Introduction

Tuberculosis (TB), caused by Mycobacterium tuberculosis (MTB) infection, remains one of the most significant health problems worldwide. The situation is dire, especially in the 30 high-TB-burden countries, which are predominantly low- and middle-income countries. According to the World Health Organization1, an estimated 10 million people were newly infected with TB in 2017. Of these, only 6.4 million were diagnosed and officially notified. It is estimated that 1.3 million people die from TB each year.
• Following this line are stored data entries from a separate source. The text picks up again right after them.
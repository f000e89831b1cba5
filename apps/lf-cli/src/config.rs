//! CLI configuration, loaded from `laudo.toml` in the data directory.

use std::fs;
use std::path::{Path, PathBuf};

use serde::{Deserialize, Serialize};

/// Top-level configuration from `<data_dir>/laudo.toml`.
#[derive(Debug, Clone, Default, Serialize, Deserialize)]
pub struct CliConfig {
    /// Notification configuration.
    #[serde(default)]
    pub notifications: NotificationsConfig,

    /// Display / output configuration.
    #[serde(default)]
    pub display: DisplayConfig,
}

/// Notification sink configuration.
#[derive(Debug, Clone, Serialize, Deserialize)]
pub struct NotificationsConfig {
    /// Append workflow events to `<data_dir>/events.jsonl`.
    #[serde(default = "default_events_log")]
    pub events_log: bool,
}

impl Default for NotificationsConfig {
    fn default() -> Self {
        Self {
            events_log: default_events_log(),
        }
    }
}

/// Display / output configuration.
#[derive(Debug, Clone, Serialize, Deserialize)]
pub struct DisplayConfig {
    /// Rows shown by `lf audit tail` when `--lines` is not given.
    #[serde(default = "default_tail_lines")]
    pub tail_lines: usize,
}

impl Default for DisplayConfig {
    fn default() -> Self {
        Self {
            tail_lines: default_tail_lines(),
        }
    }
}

// Serde default functions
fn default_events_log() -> bool {
    true
}

fn default_tail_lines() -> usize {
    10
}

impl CliConfig {
    /// Load `laudo.toml` from the data directory, falling back to defaults
    /// when the file does not exist.
    pub fn load_or_default(data_dir: &Path) -> anyhow::Result<Self> {
        let path = data_dir.join("laudo.toml");
        if !path.exists() {
            return Ok(Self::default());
        }
        let raw = fs::read_to_string(&path)?;
        Ok(toml::from_str(&raw)?)
    }
}

/// Resolved paths for everything the CLI persists under the data directory.
#[derive(Debug, Clone)]
pub struct DataPaths {
    pub laudos_dir: PathBuf,
    pub audit_path: PathBuf,
    pub users_path: PathBuf,
    pub privileges_path: PathBuf,
    pub events_path: PathBuf,
}

impl DataPaths {
    pub fn for_data_dir(data_dir: &Path) -> Self {
        Self {
            laudos_dir: data_dir.join("laudos"),
            audit_path: data_dir.join("transitions.jsonl"),
            users_path: data_dir.join("users.json"),
            privileges_path: data_dir.join("privileges.json"),
            events_path: data_dir.join("events.jsonl"),
        }
    }
}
In addition, more than one million children developed active TB in 2016, with 250,000 children dying from the disease1. Bacille Calmette-Guérin (BCG), a live attenuated vaccine, was first administered to humans in 1921 and has since been administered to more people than any other vaccine in history2. However, recent research has shown that BCG had only an estimated 19% effectiveness (95% confidence interval 8–29%) in protecting against MTB infection3,4, with almost no protective effect in adults. The mortality rate of TB in the pre-treatment era was nearly 50%, which was substantially higher than that in older children5. This number represents 10% of the total global burden of incident TB and 15% of the associated total mortality1. Therefore, there is an urgent need to identify new targets for prevention and treatment, which requires further research into the pathogenic mechanisms involved in MTB infection and the host response.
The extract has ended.